- _Work task_
Say how many lines in the records contain the string "const". Nothing but the number should be given.

- _Data for review_

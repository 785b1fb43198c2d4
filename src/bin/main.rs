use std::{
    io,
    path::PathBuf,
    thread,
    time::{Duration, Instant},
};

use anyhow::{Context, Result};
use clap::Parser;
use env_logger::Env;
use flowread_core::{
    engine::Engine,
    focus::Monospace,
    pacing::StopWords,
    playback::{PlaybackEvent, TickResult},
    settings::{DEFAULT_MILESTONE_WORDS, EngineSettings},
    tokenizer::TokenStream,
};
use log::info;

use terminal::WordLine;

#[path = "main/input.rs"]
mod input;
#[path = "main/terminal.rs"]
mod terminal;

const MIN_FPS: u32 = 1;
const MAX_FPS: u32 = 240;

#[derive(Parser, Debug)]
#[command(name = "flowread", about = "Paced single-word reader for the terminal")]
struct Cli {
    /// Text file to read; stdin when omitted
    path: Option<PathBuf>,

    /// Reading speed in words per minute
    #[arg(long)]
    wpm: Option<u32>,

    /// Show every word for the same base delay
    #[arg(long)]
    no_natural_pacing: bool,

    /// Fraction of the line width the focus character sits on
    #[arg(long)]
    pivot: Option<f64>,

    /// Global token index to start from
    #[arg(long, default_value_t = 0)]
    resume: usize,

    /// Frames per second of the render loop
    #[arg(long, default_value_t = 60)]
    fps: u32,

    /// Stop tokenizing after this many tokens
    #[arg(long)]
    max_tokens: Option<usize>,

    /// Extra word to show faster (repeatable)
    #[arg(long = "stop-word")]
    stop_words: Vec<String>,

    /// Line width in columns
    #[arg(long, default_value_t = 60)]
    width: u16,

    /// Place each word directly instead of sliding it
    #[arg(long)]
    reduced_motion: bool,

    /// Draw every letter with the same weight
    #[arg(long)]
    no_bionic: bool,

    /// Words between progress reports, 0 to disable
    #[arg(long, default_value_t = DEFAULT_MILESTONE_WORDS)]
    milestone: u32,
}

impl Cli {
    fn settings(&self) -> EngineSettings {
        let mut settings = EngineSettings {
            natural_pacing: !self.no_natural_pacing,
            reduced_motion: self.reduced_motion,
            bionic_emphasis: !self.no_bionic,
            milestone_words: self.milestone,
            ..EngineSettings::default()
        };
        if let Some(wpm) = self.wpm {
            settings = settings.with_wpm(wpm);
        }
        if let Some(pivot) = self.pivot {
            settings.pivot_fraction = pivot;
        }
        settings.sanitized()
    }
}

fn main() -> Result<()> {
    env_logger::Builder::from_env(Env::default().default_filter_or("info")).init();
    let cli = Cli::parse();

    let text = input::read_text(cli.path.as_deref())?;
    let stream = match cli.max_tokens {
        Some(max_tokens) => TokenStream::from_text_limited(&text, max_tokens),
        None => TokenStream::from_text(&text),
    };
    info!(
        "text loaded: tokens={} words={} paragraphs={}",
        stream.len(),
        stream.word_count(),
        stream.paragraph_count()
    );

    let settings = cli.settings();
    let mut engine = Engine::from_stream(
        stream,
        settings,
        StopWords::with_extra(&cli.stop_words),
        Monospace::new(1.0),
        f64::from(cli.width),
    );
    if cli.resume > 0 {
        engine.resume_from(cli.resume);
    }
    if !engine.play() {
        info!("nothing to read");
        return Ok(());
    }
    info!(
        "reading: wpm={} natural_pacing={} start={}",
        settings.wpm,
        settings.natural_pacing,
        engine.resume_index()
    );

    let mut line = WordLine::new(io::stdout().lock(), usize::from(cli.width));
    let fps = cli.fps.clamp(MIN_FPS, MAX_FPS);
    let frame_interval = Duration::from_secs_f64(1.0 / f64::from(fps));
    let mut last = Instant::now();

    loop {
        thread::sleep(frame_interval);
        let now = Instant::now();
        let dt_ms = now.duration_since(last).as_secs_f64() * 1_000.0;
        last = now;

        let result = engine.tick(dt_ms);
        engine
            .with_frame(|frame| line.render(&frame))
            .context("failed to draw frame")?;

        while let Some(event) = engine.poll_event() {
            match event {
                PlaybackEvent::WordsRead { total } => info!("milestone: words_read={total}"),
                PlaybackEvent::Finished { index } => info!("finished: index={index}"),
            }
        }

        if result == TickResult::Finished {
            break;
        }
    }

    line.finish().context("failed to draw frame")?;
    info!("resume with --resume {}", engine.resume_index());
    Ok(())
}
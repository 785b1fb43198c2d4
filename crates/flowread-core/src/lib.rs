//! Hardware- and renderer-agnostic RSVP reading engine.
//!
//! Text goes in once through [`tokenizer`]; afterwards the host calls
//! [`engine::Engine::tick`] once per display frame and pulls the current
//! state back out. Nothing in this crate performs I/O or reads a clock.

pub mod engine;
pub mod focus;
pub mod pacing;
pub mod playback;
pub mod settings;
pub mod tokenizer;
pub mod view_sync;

- _Result below_
2